To more objectively capture input latency, we mirrored to an external display connected via the StarTech dock and ran a timer while playing a 1080p YouTube video to represent onscreen activity. With a camera set to a fast shutter speed, we were able to capture both timers at the same moment to show negligible display latency. This is compared to the Lenovo and Fujitsu docks where a 30 ms delay can be observed under the same testing method. Thus, users can expect no jumping or skipping cursors and a lag-free gaming or work environment.
The Gigabit Ethernet port is powered by an Intel WGI210AT controller and did not work on our first try. It was only after installing the driver manually via the included drivers CD was the RJ-45 port able to respond as normal. Fortunately, we ran into no additional problems after this small additional step.
We use the GUI version of Iperf to measure any potential discrepancies, dropouts, and changes in transfer rates when connected via the docking station compared to the local Gigabit Ethernet port on the Asus G750. On the other end, we connected directly to a desktop host server via a crossover cable to avoid routers or other middlemen devices.
When connected to the StarTech dock, JPerf shows a very slight decline in transfer rates compared to a simpler direct connection from the server desktop to the Asus G750 notebook. Bandwidth drops about 50,000 kbits/s at its worst, but this is only less than 10 percent of the 850,000 kbits/s from a direct connection without the dock. Transfer rates are not as steady either as clear crests and troughs can be seen in the plotted data below.
For most users, however, the higher variance in Ethernet performance from the dock is hardly noticeable. Perhaps more importantly, we experienced no random drops or connection issues with the Ethernet port on the StarTech dock. Such an issue would have been much more detrimental to all owners instead of just a select few.

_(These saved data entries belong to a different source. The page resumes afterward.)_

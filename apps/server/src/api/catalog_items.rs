use std::sync::Arc;

use axum::{
    extract::{Path, State},
    http::StatusCode,
    routing::{delete, get},
    Json, Router,
};

use crate::{error::ApiResult, main_lib::AppState};
use fiscus_core::catalog::{CatalogItem, CatalogItemUpdate, NewCatalogItem};

async fn get_catalog_items(
    State(state): State<Arc<AppState>>,
) -> ApiResult<Json<Vec<CatalogItem>>> {
    let items = state.catalog_service.get_catalog_items()?;
    Ok(Json(items))
}

async fn create_catalog_item(
    State(state): State<Arc<AppState>>,
    Json(new_item): Json<NewCatalogItem>,
) -> ApiResult<(StatusCode, Json<CatalogItem>)> {
    let item = state.catalog_service.create_catalog_item(new_item).await?;
    Ok((StatusCode::CREATED, Json(item)))
}

async fn update_catalog_item(
    Path(item_id): Path<String>,
    State(state): State<Arc<AppState>>,
    Json(update): Json<CatalogItemUpdate>,
) -> ApiResult<Json<CatalogItem>> {
    let item = state
        .catalog_service
        .update_catalog_item(item_id, update)
        .await?;
    Ok(Json(item))
}

async fn delete_catalog_item(
    Path(item_id): Path<String>,
    State(state): State<Arc<AppState>>,
) -> ApiResult<StatusCode> {
    let _ = state.catalog_service.delete_catalog_item(item_id).await?;
    Ok(StatusCode::NO_CONTENT)
}

pub fn router() -> Router<Arc<AppState>> {
    Router::new()
        .route(
            "/catalog-items",
            get(get_catalog_items).post(create_catalog_item),
        )
        .route(
            "/catalog-items/{id}",
            delete(delete_catalog_item).put(update_catalog_item),
        )
}
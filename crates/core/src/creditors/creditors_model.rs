//! Creditor domain models.

use serde::{Deserialize, Serialize};

/// Domain model representing a creditor (supplier).
#[derive(Debug, Clone, PartialEq, Serialize, Deserialize)]
#[serde(rename_all = "camelCase")]
pub struct Creditor {
    pub id: String,
    pub name: String,
    #[serde(default)]
    pub document_number: String,
    #[serde(default)]
    pub contact: String,
    #[serde(default)]
    pub email: String,
    #[serde(default)]
    pub postal_code: String,
    #[serde(default)]
    pub street: String,
    #[serde(default)]
    pub neighborhood: String,
    #[serde(default)]
    pub city: String,
    #[serde(default)]
    pub state: String,
}

/// Input model for creating a new creditor.
#[derive(Debug, Clone, Serialize, Deserialize)]
#[serde(rename_all = "camelCase")]
pub struct NewCreditor {
    pub id: Option<String>,
    pub name: String,
    #[serde(default)]
    pub document_number: String,
    #[serde(default)]
    pub contact: String,
    #[serde(default)]
    pub email: String,
    #[serde(default)]
    pub postal_code: String,
    #[serde(default)]
    pub street: String,
    #[serde(default)]
    pub neighborhood: String,
    #[serde(default)]
    pub city: String,
    #[serde(default)]
    pub state: String,
}

/// Wholesale update of a creditor.
#[derive(Debug, Clone, Serialize, Deserialize)]
#[serde(rename_all = "camelCase")]
pub struct CreditorUpdate {
    pub name: String,
    #[serde(default)]
    pub document_number: String,
    #[serde(default)]
    pub contact: String,
    #[serde(default)]
    pub email: String,
    #[serde(default)]
    pub postal_code: String,
    #[serde(default)]
    pub street: String,
    #[serde(default)]
    pub neighborhood: String,
    #[serde(default)]
    pub city: String,
    #[serde(default)]
    pub state: String,
}
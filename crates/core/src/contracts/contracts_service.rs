use std::sync::Arc;

use async_trait::async_trait;
use chrono::Utc;
use rust_decimal::Decimal;
use uuid::Uuid;

use crate::errors::{Error, Result, ValidationError};

use super::balance::{apply_adjustment, BalanceReport};
use super::contracts_model::{
    ConsumptionAdjustment, ConsumptionEntry, Contract, ContractItem, ContractItemInput,
    ContractUpdate, NewContract,
};
use super::contracts_traits::{ContractRepositoryTrait, ContractServiceTrait};
use super::{expiry_alerts, ContractAlert};

pub struct ContractService {
    contract_repository: Arc<dyn ContractRepositoryTrait>,
}

impl ContractService {
    pub fn new(contract_repository: Arc<dyn ContractRepositoryTrait>) -> Self {
        ContractService {
            contract_repository,
        }
    }

    /// Turn submitted item inputs into stored items: missing ids get a UUID,
    /// missing consumption defaults to zero. Item ids must be unique within
    /// the contract and quantities non-negative.
    fn materialize_items(inputs: Vec<ContractItemInput>) -> Result<Vec<ContractItem>> {
        let mut items = Vec::with_capacity(inputs.len());
        for input in inputs {
            if input.description.trim().is_empty() {
                return Err(ValidationError::MissingField("description".to_string()).into());
            }
            if input.quantity < Decimal::ZERO
                || input.unit_price < Decimal::ZERO
                || input.consumed.unwrap_or(Decimal::ZERO) < Decimal::ZERO
            {
                return Err(ValidationError::InvalidInput(
                    "item quantities and prices cannot be negative".to_string(),
                )
                .into());
            }
            items.push(ContractItem {
                id: input.id.unwrap_or_else(|| Uuid::new_v4().to_string()),
                catalog_item_id: input.catalog_item_id,
                description: input.description,
                unit: input.unit,
                quantity: input.quantity,
                unit_price: input.unit_price,
                consumed: input.consumed.unwrap_or(Decimal::ZERO),
            });
        }

        for (index, item) in items.iter().enumerate() {
            if items[..index].iter().any(|other| other.id == item.id) {
                return Err(ValidationError::InvalidInput(format!(
                    "duplicate item id '{}' within contract",
                    item.id
                ))
                .into());
            }
        }
        Ok(items)
    }

    fn validate_header(number: &str, description: &str) -> Result<()> {
        if number.trim().is_empty() {
            return Err(ValidationError::MissingField("number".to_string()).into());
        }
        if description.trim().is_empty() {
            return Err(ValidationError::MissingField("description".to_string()).into());
        }
        Ok(())
    }

    fn adjusted_items(
        contract: &Contract,
        item_id: &str,
        adjustment: ConsumptionAdjustment,
    ) -> Result<Vec<ContractItem>> {
        let mut items = contract.items.clone();
        let item = items
            .iter_mut()
            .find(|item| item.id == item_id)
            .ok_or_else(|| {
                Error::Database(crate::errors::DatabaseError::NotFound(format!(
                    "contract item '{item_id}' not found"
                )))
            })?;
        item.consumed = apply_adjustment(item.consumed, adjustment)?;
        Ok(items)
    }
}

Is the StarTech Thunderbolt docking station more expensive than similar USB 3.0-based models? At about $220 retail, the dock can be a hard swallow for some. What we can say for certain, however, is that the performance gains from the Thunderbolt port are well worth the higher price tag for users who will take advantage of the benefits. This is a true consumer representation of what Thunderbolt can offer over USB 3.0 devices.
After reviewing a number of USB 3.0-based models in the past including the Lenovo ThinkPad dock, Fujitsu PR08 replicator, Toshiba Dynadock 3.0, Dell D5000 wireless dock and the Lenovo OneLink dock, we find the StarTech dock to be a breath of fresh air. The dock is almost completely plug-and-play and we experienced no latency or quality issues at all when connected to external monitors via HDMI or Thunderbolt. We observed no drops in USB performance, no frame rate issues and no image degradation from video playback either. Even demanding PC titles can be played via an external monitor through the dock with no additional latency.
It's not without a few minor complaints, however. Ethernet performance via the dock is a tad below a direct connection (~850,000 kbits/s vs. ~800,000 kbits/s) and we had issues at first with streaming audio. Sleep-and-Charge is also not supported, unlike on the more inexpensive Toshiba Dynadock. Beyond that, there is very little to not like about the StarTech model. Users who know they will use the dock for external monitor support regularly should absolutely invest in the StarTech model as performance is unmatched in this respect. Otherwise, less expensive USB 3.0-based models will suffice for simpler USB 3.0 and Ethernet needs.
In the end, the entire experience feels as if we are using local ports straight from the notebook. The StarTech dock is simply transparent as a good docking station should be - something we cannot say for any USB 3.0-based docks currently in the market.